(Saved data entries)
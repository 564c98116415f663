use std::collections::BTreeMap;

use chrono::{Datelike, Duration, NaiveDate};
use rust_decimal::Decimal;

use crate::engine::accrual::{
    LeaveBalance, MonthlyBalance, YearMonth, classify, summarize, usage_by_month, walk, walk_start,
};
use crate::engine::{LeaveEngine, acting_employee};
use crate::error::AppError;
use crate::model::date_range::DateRange;
use crate::model::employee::EmploymentFacts;
use crate::model::leave_request::LeaveStatus;
use crate::model::role::Actor;

fn last_day(month: YearMonth) -> Option<NaiveDate> {
    month.next().first_day().map(|first| first - Duration::days(1))
}

impl LeaveEngine {
    async fn employment_facts(&self, employee_id: u64) -> Result<EmploymentFacts, AppError> {
        self.deps
            .directory
            .employment_facts(employee_id)
            .await?
            .ok_or_else(|| AppError::not_found(format!("Employee {employee_id} not found")))
    }

    /// Ledger usage per month between `from` and `to`, read one year at a time.
    async fn monthly_usage(
        &self,
        employee_id: u64,
        from: YearMonth,
        to: YearMonth,
    ) -> Result<BTreeMap<YearMonth, Decimal>, AppError> {
        let mut records = Vec::new();
        for year in from.year..=to.year {
            let start = if year == from.year { from } else { YearMonth::new(year, 1) };
            let end = if year == to.year { to } else { YearMonth::new(year, 12) };
            let (Some(first), Some(last)) = (start.first_day(), last_day(end)) else {
                return Err(AppError::validation(format!("Invalid month {}-{}", end.year, end.month)));
            };
            let range = DateRange::new(first, last)?;
            records.extend(self.deps.attendance.between(employee_id, range).await?);
        }
        Ok(usage_by_month(&records))
    }

    async fn walk_to(
        &self,
        facts: &EmploymentFacts,
        target: YearMonth,
    ) -> Result<Vec<MonthlyBalance>, AppError> {
        let start = walk_start(facts, self.policy.accrual_baseline_year);
        let usage = if start <= target {
            self.monthly_usage(facts.employee_id, start, target).await?
        } else {
            BTreeMap::new()
        };
        Ok(walk(facts, target, self.policy.accrual_baseline_year, &usage))
    }

    /// Year-to-date entitlement, usage and loss-of-pay. Past years run through
    /// December, the current year through the current month.
    pub async fn get_balance(
        &self,
        actor: &Actor,
        employee_id: u64,
        year: i32,
    ) -> Result<LeaveBalance, AppError> {
        let employee_id = acting_employee(actor, Some(employee_id))?;
        let today = self.deps.clock.today();
        let target = match year.cmp(&today.year()) {
            std::cmp::Ordering::Less => YearMonth::new(year, 12),
            std::cmp::Ordering::Equal => YearMonth::of(today),
            std::cmp::Ordering::Greater => {
                return Err(AppError::validation(format!(
                    "Balance for {year} is not available yet"
                )));
            }
        };
        let facts = self.employment_facts(employee_id).await?;
        let months = self.walk_to(&facts, target).await?;

        let pending: Decimal = self
            .deps
            .leaves
            .list_for_employee(employee_id, Some(year))
            .await?
            .iter()
            .filter(|request| request.status == LeaveStatus::Pending)
            .filter(|request| request.request_type.consumes_leave())
            .map(|request| request.duration)
            .sum();

        let balance = summarize(year, &months, pending);
        tracing::debug!(employee_id, year, balance = %balance.balance, lop = %balance.lop, "Balance computed");
        Ok(balance)
    }

    pub async fn get_monthly_balance(
        &self,
        actor: &Actor,
        employee_id: u64,
        month: u32,
        year: i32,
    ) -> Result<MonthlyBalance, AppError> {
        let employee_id = acting_employee(actor, Some(employee_id))?;
        if !(1..=12).contains(&month) {
            return Err(AppError::validation(format!("Invalid month {month}")));
        }
        if year > self.deps.clock.today().year() {
            return Err(AppError::validation(format!(
                "Balance for {year} is not available yet"
            )));
        }
        let target = YearMonth::new(year, month);
        let facts = self.employment_facts(employee_id).await?;
        let months = self.walk_to(&facts, target).await?;
        Ok(months
            .into_iter()
            .rev()
            .find(|entry| entry.year == year && entry.month == month)
            .unwrap_or_else(|| MonthlyBalance {
                year,
                month,
                employment_type: classify(&facts, target),
                carry_over: Decimal::ZERO,
                accrual: Decimal::ZERO,
                used: Decimal::ZERO,
                lop: Decimal::ZERO,
                balance: Decimal::ZERO,
            }))
    }
}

* What the exercise asks:
Repeat every entry above exactly, leaving nothing out.

* Response:
repository 564c98116415f663
use std::collections::BTreeMap;

use chrono::{Datelike, Duration, NaiveDate};
use rust_decimal::Decimal;

use crate::engine::accrual::{
    LeaveBalance, MonthlyBalance, YearMonth, classify, summarize, usage_by_month, walk, walk_start,
};
use crate::engine::{LeaveEngine, acting_employee};
use crate::error::AppError;
use crate::model::date_range::DateRange;
use crate::model::employee::EmploymentFacts;
use crate::model::leave_request::LeaveStatus;
use crate::model::role::Actor;

fn last_day(month: YearMonth) -> Option<NaiveDate> {
    month.next().first_day().map(|first| first - Duration::days(1))
}

impl LeaveEngine {
    async fn employment_facts(&self, employee_id: u64) -> Result<EmploymentFacts, AppError> {
        self.deps
            .directory
            .employment_facts(employee_id)
            .await?
            .ok_or_else(|| AppError::not_found(format!("Employee {employee_id} not found")))
    }

    /// Ledger usage per month between `from` and `to`, read one year at a time.
    async fn monthly_usage(
        &self,
        employee_id: u64,
        from: YearMonth,
        to: YearMonth,
    ) -> Result<BTreeMap<YearMonth, Decimal>, AppError> {
        let mut records = Vec::new();
        for year in from.year..=to.year {
            let start = if year == from.year { from } else { YearMonth::new(year, 1) };
            let end = if year == to.year { to } else { YearMonth::new(year, 12) };
            let (Some(first), Some(last)) = (start.first_day(), last_day(end)) else {
                return Err(AppError::validation(format!("Invalid month {}-{}", end.year, end.month)));
            };
            let range = DateRange::new(first, last)?;
            records.extend(self.deps.attendance.between(employee_id, range).await?);
        }
        Ok(usage_by_month(&records))
    }

    async fn walk_to(
        &self,
        facts: &EmploymentFacts,
        target: YearMonth,
    ) -> Result<Vec<MonthlyBalance>, AppError> {
        let start = walk_start(facts, self.policy.accrual_baseline_year);
        let usage = if start <= target {
            self.monthly_usage(facts.employee_id, start, target).await?
        } else {
            BTreeMap::new()
        };
        Ok(walk(facts, target, self.policy.accrual_baseline_year, &usage))
    }

    /// Year-to-date entitlement, usage and loss-of-pay. Past years run through
    /// December, the current year through the current month.
    pub async fn get_balance(
        &self,
        actor: &Actor,
        employee_id: u64,
        year: i32,
    ) -> Result<LeaveBalance, AppError> {
        let employee_id = acting_employee(actor, Some(employee_id))?;
        let today = self.deps.clock.today();
        let target = match year.cmp(&today.year()) {
            std::cmp::Ordering::Less => YearMonth::new(year, 12),
            std::cmp::Ordering::Equal => YearMonth::of(today),
            std::cmp::Ordering::Greater => {
                return Err(AppError::validation(format!(
                    "Balance for {year} is not available yet"
                )));
            }
        };
        let facts = self.employment_facts(employee_id).await?;
        let months = self.walk_to(&facts, target).await?;

        let pending: Decimal = self
            .deps
            .leaves
            .list_for_employee(employee_id, Some(year))
            .await?
            .iter()
            .filter(|request| request.status == LeaveStatus::Pending)
            .filter(|request| request.request_type.consumes_leave())
            .map(|request| request.duration)
            .sum();

        let balance = summarize(year, &months, pending);
        tracing::debug!(employee_id, year, balance = %balance.balance, lop = %balance.lop, "Balance computed");
        Ok(balance)
    }

    pub async fn get_monthly_balance(
        &self,
        actor: &Actor,
        employee_id: u64,
        month: u32,
        year: i32,
    ) -> Result<MonthlyBalance, AppError> {
        let employee_id = acting_employee(actor, Some(employee_id))?;
        if !(1..=12).contains(&month) {
            return Err(AppError::validation(format!("Invalid month {month}")));
        }
        if year > self.deps.clock.today().year() {
            return Err(AppError::validation(format!(
                "Balance for {year} is not available yet"
            )));
        }
        let target = YearMonth::new(year, month);
        let facts = self.employment_facts(employee_id).await?;
        let months = self.walk_to(&facts, target).await?;
        Ok(months
            .into_iter()
            .rev()
            .find(|entry| entry.year == year && entry.month == month)
            .unwrap_or_else(|| MonthlyBalance {
                year,
                month,
                employment_type: classify(&facts, target),
                carry_over: Decimal::ZERO,
                accrual: Decimal::ZERO,
                used: Decimal::ZERO,
                lop: Decimal::ZERO,
                balance: Decimal::ZERO,
            }))
    }
}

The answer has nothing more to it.